3) Using comparative fungal genomics, we discovered that root mycobiota members evolved from ancestors with diverse lifestyles and retained large repertoires of plant cell wall-degrading enzymes. Notably, fungi belonging to the A. thaliana core mycobiome were detrimental in mono-association experiments with the host, which was associated with highly diverse repertoires of enzymes degrading the plant cell wall component pectin. Notably, over-expression of a pectinase gene in a fungal genetic background lacking this gene family not only resulted in increased root colonization but also in altered effect on plant growth compared to the parental line (Mesny et al. 2021). Using bacterial and fungal genomes, we also developed genome-resolved metatranscriptomic approaches to identified conserved bacterial function induced upon host contact. We recently validated the role of several bacterial genes for root colonization (Vannier, in submitted)

4) Molecular basis of multitrophic plant-microbe interactions: We demonstrated that the strong antagnistic strain Pseudomonas brassicacearum R401 produces two molecules that act in concert to keep microbial competitors at bay and to promote R401 colonization at roots (Getzke et al. 2023). The work supports the importance of chemical warfare between bacteria for successful host colonization (Getzke et al. 2023). We are currently testing whether the same molecules can also prevent fungal infections in Arabidopsis roots.

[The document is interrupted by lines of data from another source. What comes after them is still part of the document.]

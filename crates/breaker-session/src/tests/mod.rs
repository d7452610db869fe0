//! Scenario tests for the session lifecycle.
//!
//! - `harness.rs`      - Mock backend, mock storage, wired controllers
//! - `lifecycle.rs`    - request_code / login / logout / refresh_user / roles
//! - `rehydration.rs`  - Persisted credential restore at process start
//! - `verification.rs` - Code entry flow, auto-submit, resend cooldown

mod rehydration;
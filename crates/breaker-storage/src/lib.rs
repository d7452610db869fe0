//! Key-value storage abstraction for the BreakerBot companion.
//!
//! Persistence is a single JSON file under the app base directory, consumed
//! through the [`KeyValueStorage`] trait so tests can swap in an in-memory
//! backend. The [`SessionVault`] facade owns the fixed keys for the session
//! credential and saved preferences.

mod file;
mod keys;
mod traits;
mod vault;

pub use file::FileStorage;
pub use keys::StorageKeys;
pub use traits::KeyValueStorage;
pub use vault::{SessionVault, StoredCredential};

use breaker_core::Paths;
use thiserror::Error;

/// Error type for storage operations.
#[derive(Error, Debug)]
pub enum StorageError {
    /// Backend fault (lock poisoning, unavailable store)
    #[error("Storage backend error: {0}")]
    Backend(String),

    /// Encoding/decoding error
    #[error("Encoding error: {0}")]
    Encoding(String),

    /// IO error
    #[error("IO error: {0}")]
    Io(#[from] std::io::Error),
}

/// Result type for storage operations.
pub type StorageResult<T> = Result<T, StorageError>;

/// Create the default file-backed storage under the app base directory.
pub fn create_storage(paths: &Paths) -> StorageResult<Box<dyn KeyValueStorage>> {
    let storage = FileStorage::open(paths.storage_file())?;
    Ok(Box::new(storage))
}

/// Create a SessionVault over the default storage.
pub fn create_vault(paths: &Paths) -> StorageResult<SessionVault> {
    let storage = create_storage(paths)?;
    Ok(SessionVault::new(storage))
}
//! Theme preference shared between app launches.

use serde::{Deserialize, Serialize};

/// User-selected theme mode persisted alongside the session.
#[derive(Debug, Clone, Copy, PartialEq, Eq, Default, Serialize, Deserialize)]
#[serde(rename_all = "lowercase")]
pub enum ThemeMode {
    Light,
    Dark,
    #[default]
    System,
}

impl ThemeMode {
    /// Parse a stored value, falling back to `System` for anything unknown.
    pub fn from_stored(value: &str) -> Self {
        match value {
            "light" => Self::Light,
            "dark" => Self::Dark,
            "system" => Self::System,
            _ => Self::System,
        }
    }

    /// The string form used for persistence.
    pub fn as_str(&self) -> &'static str {
        match self {
            Self::Light => "light",
            Self::Dark => "dark",
            Self::System => "system",
        }
    }
}

impl std::fmt::Display for ThemeMode {
    fn fmt(&self, f: &mut std::fmt::Formatter<'_>) -> std::fmt::Result {
        write!(f, "{}", self.as_str())
    }
}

The results published to date have been important and have contributed to move the plant microbiota research field forward.

1) Our observation that plants from diverse European habitats associate with the same small group of highly abundant microorganisms provides a basis for future rational design of low-complexity synthetic microbial communities (Thiergart et al., Nature Ecology & Evolution 2020).

2) A second major output was the discovery that the innate immune system of plants is insufficient to protect them from filamentous eukaryotes and that bactrerial root commensals provide an additional layer of protection, which is need for plant survival in natural soil. The results shed new light into the fact that microbe-microbe interactions are at least as important as host-microbe interactions to prevent dysbiosis in the root endosphere (Duran et al. Cell, 2018, Wolinska et al, PNAS, 2021). We also accidentally discovered a remarkable bi-directional signalling mechanism connecting chemical energy state in leaves and microbial assemblages in roots that promotes microbiota-induced growth or defence depending on the light condition. Our results, reminiscent of the microbiota-gut-brain axis described in animals, have important applications for utilizing belowground microbes to modulate aboveground stress responses in plants (Hou et al., Nature Plants, 2021).

3) We also identified fungal genetic determinants that explain why core fungi from the root mycobiome can robustly colonize roots and cause disease more efficiently than others. our results revealed that fungal enzymes degrading root tissues are key determinants shaping root mycobiome composition and modulating plant health (Mesny et al. Nature communications, 2021). We also recently identified bacterial genetic determinants required for root colonization using functional screens and genome-resolved metatranscriptomics approaches (Getzke et al. PNAS, 2023, Vannier et al. in preparation).

We also wrote several review articles to promote the major findings linked to microbe-microbe interactions (Hassani et al., Microbiome, 2018; Mataigne et al. Frontiers in Microbiology, 2021), microbiota-mediated disease resistance in plants (Vannier et al., PLoS Pathogens, 2019, Getzke et al. COIM 2019), and the microbiota-root-shoot axis (Hou et al., COiPB, 2021), or the influence of climate change on the plant microbiota (Hacquard et al. 2022). The role of microbe-microbe interactions and microbiota-root-shoot circuits in shaping plant health are emerging as important topics in the field.